247 – O PT do Paraná e a Federação Brasil da Esperança protocolaram na segunda-feira (3) um pedido de impugnação da candidatura do ex-procurador da República Deltan Dallagnol (Novo) ao Senado pelo Paraná. A informação foi publicada inicialmente pelo TNOnline. As siglas sustentam que Dallagnol continua inelegível em razão de decisões já proferidas pelo Tribunal Superior Eleitoral (TSE) e confirmadas posteriormente pelo Supremo Tribunal Federal (STF).
A ação foi apresentada pelo advogado Luiz Eduardo Peccinin, que representa a Federação Brasil da Esperança e o PT-PR, com apoio do presidente estadual da legenda, Arilson Chiorato. No pedido, as siglas defendem que o Tribunal Regional Eleitoral do Paraná (TRE-PR) indefira a declaração de elegibilidade do ex-procurador e, posteriormente, negue o registro de sua candidatura.
Segundo a argumentação apresentada, o pedido de registro de Dallagnol não traz fatos novos capazes de alterar o entendimento já consolidado pelo TSE e pelo STF. O PT e a Federação afirmam que o ex-procurador busca rediscutir a decisão que levou à cassação de seu mandato de deputado federal em 2023, decorrente da declaração de inelegibilidade relacionada à sua saída do Ministério Público Federal.
As legendas também sustentam que decisões posteriores do Conselho Nacional do Ministério Público (CNMP), mencionadas por Dallagnol em sua defesa, não modificam os fundamentos adotados pelos tribunais superiores no julgamento do caso.
Em nota enviada à imprensa, a equipe de Deltan Dallagnol contestou a iniciativa do PT e classificou a ação como uma tentativa de impedir sua participação na disputa eleitoral.
“A impugnação do Partido dos Trabalhadores (PT) não é nada mais do que o partido investigado pela operação Lava Jato tentando tirar da urna o procurador que coordenou a operação. Não conseguem derrotar Deltan no voto, então tentam retirá-lo antes do voto”, afirma a nota.
A defesa do ex-procurador também sustenta que sua situação jurídica está regular e lembra que o pedido de registro foi apresentado antecipadamente à Justiça Eleitoral.

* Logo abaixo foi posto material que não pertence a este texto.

//! Connection controller task.
//!
//! One task per target owns the [`ReconnectMachine`], the live session, the
//! retry and grace timers and the driver set. Commands, session
//! notifications and timer firings are all serialised through one
//! `select!` loop, so transitions for a target never interleave.

use serde::Serialize;
use std::sync::Arc;
use std::time::Duration;
use tokio::sync::{broadcast, mpsc, watch};
use tokio_util::sync::CancellationToken;

use super::attempt::{ConnectionAttempt, Directive, Phase, ReconnectMachine, RetryTrigger};
use super::backoff::RetryPolicy;
use super::timer::ScheduledTask;
use crate::error::FailureCause;
use crate::features::{DriverContext, DriverSet, FeatureConfig, Gate, SharedPlayer};
use crate::observability::metrics;
use crate::transport::{ConnectOptions, EventSink, Session, SessionEvent, SpawnInfo, Transport};

/// Capacity of the per-controller event channel.
const EVENT_CHANNEL_SIZE: usize = 64;

/// Immutable inputs of one controller.
#[derive(Debug, Clone)]
pub struct ControllerConfig {
    pub connect: ConnectOptions,
    pub retry: RetryPolicy,
    pub features: FeatureConfig,
    /// Wait after the handshake before drivers start.
    pub grace_delay: Duration,
    /// Log chat lines received from the server.
    pub chat_log: bool,
}

impl ControllerConfig {
    pub fn new(connect: ConnectOptions) -> Self {
        Self {
            connect,
            retry: RetryPolicy::default(),
            features: FeatureConfig::default(),
            grace_delay: Duration::from_secs(2),
            chat_log: false,
        }
    }
}

/// Snapshot published on every transition.
#[derive(Debug, Clone, Copy, PartialEq, Eq, Serialize)]
pub struct ControllerStatus {
    pub phase: Phase,
    pub attempt: ConnectionAttempt,
}

impl ControllerStatus {
    fn of(machine: &ReconnectMachine) -> Self {
        Self {
            phase: machine.phase(),
            attempt: machine.attempt(),
        }
    }
}

/// Transition notifications for observers such as the registry.
#[derive(Debug, Clone, PartialEq)]
pub enum ControllerEvent {
    Connecting { attempt: u32, max_attempts: u32 },
    Connected { world: Option<String> },
    Disconnected { reason: String },
    TransportError { message: String },
    RetryScheduled {
        delay: Duration,
        next_attempt: u32,
        trigger: RetryTrigger,
    },
    Failed { cause: FailureCause },
    Stopped,
}

#[derive(Debug)]
enum Command {
    Start,
    Stop,
}

#[derive(Debug)]
enum TimerFired {
    Retry(u64),
    Drivers(u64),
}

/// Handle to a running controller task.
///
/// Dropping every handle stops the controller and closes its session.
#[derive(Debug, Clone)]
pub struct ControllerHandle {
    commands: mpsc::UnboundedSender<Command>,
    status: watch::Receiver<ControllerStatus>,
    events: broadcast::Sender<ControllerEvent>,
}

impl ControllerHandle {
    /// Request a fresh connection sequence. Returns false if the task is gone.
    pub fn start(&self) -> bool {
        self.commands.send(Command::Start).is_ok()
    }

    /// Request an explicit stop. Returns false if the task is gone.
    pub fn stop(&self) -> bool {
        self.commands.send(Command::Stop).is_ok()
    }

    pub fn status(&self) -> ControllerStatus {
        *self.status.borrow()
    }

    pub fn watch(&self) -> watch::Receiver<ControllerStatus> {
        self.status.clone()
    }

    pub fn subscribe(&self) -> broadcast::Receiver<ControllerEvent> {
        self.events.subscribe()
    }

    /// Wait until the published status satisfies `f`.
    pub async fn wait_for<F>(&self, f: F) -> ControllerStatus
    where
        F: Fn(&ControllerStatus) -> bool,
    {
        let mut rx = self.status.clone();
        if let Ok(status) = rx.wait_for(|s| f(s)).await {
            return *status;
        }
        let last = *rx.borrow();
        last
    }
}

/// Controller task state. Built and driven by [`Controller::spawn`].
pub struct Controller {
    config: ControllerConfig,
    transport: Arc<dyn Transport>,
    machine: ReconnectMachine,
    label: String,
    generation: u64,
    next_ticket: u64,
    session: Option<Arc<dyn Session>>,
    retry_timer: Option<(u64, ScheduledTask)>,
    grace_timer: Option<(u64, ScheduledTask)>,
    drivers: Option<DriverSet>,
    player: SharedPlayer,
    status_tx: watch::Sender<ControllerStatus>,
    events_tx: broadcast::Sender<ControllerEvent>,
    session_tx: mpsc::UnboundedSender<(u64, SessionEvent)>,
    timer_tx: mpsc::UnboundedSender<TimerFired>,
}

impl Controller {
    /// Spawn a controller in Idle. Nothing connects until [`ControllerHandle::start`].
    pub fn spawn(config: ControllerConfig, transport: Arc<dyn Transport>) -> ControllerHandle {
        let (commands_tx, commands_rx) = mpsc::unbounded_channel();
        let (session_tx, session_rx) = mpsc::unbounded_channel();
        let (timer_tx, timer_rx) = mpsc::unbounded_channel();
        let (events_tx, _) = broadcast::channel(EVENT_CHANNEL_SIZE);

        let machine = ReconnectMachine::new(config.retry);
        let (status_tx, status_rx) = watch::channel(ControllerStatus::of(&machine));

        let controller = Self {
            label: config.connect.address(),
            config,
            transport,
            machine,
            generation: 0,
            next_ticket: 0,
            session: None,
            retry_timer: None,
            grace_timer: None,
            drivers: None,
            player: SharedPlayer::new(),
            status_tx,
            events_tx: events_tx.clone(),
            session_tx,
            timer_tx,
        };
        tokio::spawn(controller.run(commands_rx, session_rx, timer_rx));

        ControllerHandle {
            commands: commands_tx,
            status: status_rx,
            events: events_tx,
        }
    }

    async fn run(
        mut self,
        mut commands: mpsc::UnboundedReceiver<Command>,
        mut session_rx: mpsc::UnboundedReceiver<(u64, SessionEvent)>,
        mut timer_rx: mpsc::UnboundedReceiver<TimerFired>,
    ) {
        loop {
            tokio::select! {
                cmd = commands.recv() => match cmd {
                    Some(Command::Start) => self.on_start(),
                    Some(Command::Stop) => {
                        let directive = self.machine.stop();
                        self.apply(directive);
                    }
                    None => {
                        let directive = self.machine.stop();
                        self.apply(directive);
                        break;
                    }
                },
                Some((generation, event)) = session_rx.recv() => self.on_session_event(generation, event),
                Some(fired) = timer_rx.recv() => self.on_timer(fired),
            }
        }
        tracing::debug!(server = %self.label, "Controller task exiting");
    }

    fn on_start(&mut self) {
        let directive = self.machine.start();
        if directive == Directive::Ignore {
            tracing::info!(server = %self.label, phase = %self.machine.phase(), "Already trying to connect, skipping");
            return;
        }
        self.cancel_retry();
        self.apply(directive);
    }

    fn on_session_event(&mut self, generation: u64, event: SessionEvent) {
        if generation != self.generation || self.session.is_none() {
            tracing::debug!(server = %self.label, generation, current = self.generation, "Dropping notification from stale session");
            return;
        }

        match event {
            SessionEvent::Connected(info) => {
                if self.machine.connected() == Directive::Established {
                    self.on_established(info);
                }
            }
            SessionEvent::Disconnected { reason } => {
                tracing::warn!(server = %self.label, %reason, "Bot disconnected");
                self.emit(ControllerEvent::Disconnected { reason });
                let directive = self.machine.disconnected();
                self.apply(directive);
            }
            SessionEvent::Error(err) => {
                tracing::error!(server = %self.label, error = %err, "Bot transport error");
                self.emit(ControllerEvent::TransportError {
                    message: err.to_string(),
                });
                let directive = self.machine.errored();
                self.apply(directive);
            }
            SessionEvent::Moved { position, rotation } => self.player.moved(position, rotation),
            SessionEvent::Chat { source, message } => {
                if self.config.chat_log {
                    tracing::info!(server = %self.label, "<{}> {}", source, message);
                }
            }
        }
    }

    fn on_established(&mut self, info: SpawnInfo) {
        self.player.spawn(&info);
        self.publish();
        tracing::info!(
            server = %self.label,
            username = %self.config.connect.username,
            world = info.world.as_deref().unwrap_or("unknown"),
            "Bot connected successfully"
        );
        self.emit(ControllerEvent::Connected { world: info.world });

        let ticket = self.ticket();
        let task = ScheduledTask::schedule(
            self.config.grace_delay,
            self.timer_tx.clone(),
            TimerFired::Drivers(ticket),
        );
        self.grace_timer = Some((ticket, task));
    }

    fn on_timer(&mut self, fired: TimerFired) {
        match fired {
            TimerFired::Retry(ticket) => {
                if !matches!(self.retry_timer, Some((current, _)) if current == ticket) {
                    return;
                }
                self.retry_timer = None;
                let directive = self.machine.retry_due();
                self.apply(directive);
            }
            TimerFired::Drivers(ticket) => {
                if !matches!(self.grace_timer, Some((current, _)) if current == ticket) {
                    return;
                }
                self.grace_timer = None;
                self.start_drivers();
            }
        }
    }

    fn start_drivers(&mut self) {
        let Some(session) = self.session.clone() else {
            return;
        };
        if !self.machine.phase().is_connected() {
            return;
        }
        let ctx = DriverContext {
            session,
            gate: Gate::new(self.status_tx.subscribe()),
            player: self.player.clone(),
            token: CancellationToken::new(),
            label: self.label.clone(),
        };
        self.drivers = Some(DriverSet::start(&self.config.features, ctx));
    }

    fn apply(&mut self, directive: Directive) {
        match directive {
            Directive::Ignore | Directive::Established => {}
            Directive::Connect {
                attempt,
                max_attempts,
            } => self.connect(attempt, max_attempts),
            Directive::ScheduleRetry {
                delay,
                trigger,
                next_attempt,
            } => {
                self.teardown_session();
                self.publish();
                tracing::info!(
                    server = %self.label,
                    delay_ms = delay.as_millis() as u64,
                    ?trigger,
                    attempt = next_attempt,
                    max_attempts = self.machine.attempt().max_attempts,
                    "Reconnecting in {:.1}s",
                    delay.as_secs_f64()
                );
                metrics::record_retry_scheduled(trigger);
                self.emit(ControllerEvent::RetryScheduled {
                    delay,
                    next_attempt,
                    trigger,
                });

                self.cancel_retry();
                let ticket = self.ticket();
                let task = ScheduledTask::schedule(delay, self.timer_tx.clone(), TimerFired::Retry(ticket));
                self.retry_timer = Some((ticket, task));
            }
            Directive::Fail(cause) => {
                self.cancel_retry();
                self.teardown_session();
                self.publish();
                tracing::error!(server = %self.label, %cause, "Bot stopped. Please check server status");
                metrics::record_failure(cause);
                self.emit(ControllerEvent::Failed { cause });
            }
            Directive::Stop => {
                self.cancel_retry();
                self.teardown_session();
                self.publish();
                tracing::info!(server = %self.label, "Bot stopped");
                self.emit(ControllerEvent::Stopped);
            }
        }
    }

    fn connect(&mut self, attempt: u32, max_attempts: u32) {
        self.publish();
        tracing::info!(server = %self.label, attempt, max_attempts, "Starting bot");
        metrics::record_connect_attempt(self.config.connect.edition);
        self.emit(ControllerEvent::Connecting {
            attempt,
            max_attempts,
        });

        self.generation += 1;
        let sink = EventSink::new(self.generation, self.session_tx.clone());
        match self.transport.connect(&self.config.connect, sink) {
            Ok(session) => self.session = Some(session),
            Err(err) => {
                tracing::error!(server = %self.label, error = %err, "Failed to open session");
                self.emit(ControllerEvent::TransportError {
                    message: err.to_string(),
                });
                // Always resolves to a scheduled retry or a failure.
                let directive = self.machine.errored();
                self.apply(directive);
            }
        }
    }

    /// Cancel the grace timer and drivers, then close the session.
    fn teardown_session(&mut self) {
        if let Some((_, task)) = self.grace_timer.take() {
            task.cancel();
        }
        if let Some(drivers) = self.drivers.take() {
            drivers.cancel();
        }
        if let Some(session) = self.session.take() {
            session.stop();
        }
    }

    fn cancel_retry(&mut self) {
        if let Some((_, task)) = self.retry_timer.take() {
            task.cancel();
        }
    }

    fn ticket(&mut self) -> u64 {
        self.next_ticket += 1;
        self.next_ticket
    }

    fn publish(&self) {
        self.status_tx.send_replace(ControllerStatus::of(&self.machine));
    }

    fn emit(&self, event: ControllerEvent) {
        // No subscribers is fine.
        let _ = self.events_tx.send(event);
    }
}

“Deltan está tão seguro de sua situação jurídica que levou a questão à Justiça Eleitoral em julho e antecipou o seu pedido de registro de candidatura, com todos os documentos, pareceres de grandes juristas e antes de qualquer prazo: ele está elegível. Não tinha processo administrativo disciplinar pendente quando deixou o Ministério Público, não foi demitido, não perdeu o cargo, e nenhum dos procedimentos apontados resultou em punição. Em 2023, o voto de quase 345 mil paranaenses foi anulado com base numa suposição sobre o futuro. O futuro chegou e não confirmou nada”, diz o comunicado.
O pedido de impugnação será analisado pelo Tribunal Regional Eleitoral do Paraná, responsável por decidir sobre o registro da candidatura de Deltan Dallagnol nas eleições de 2026.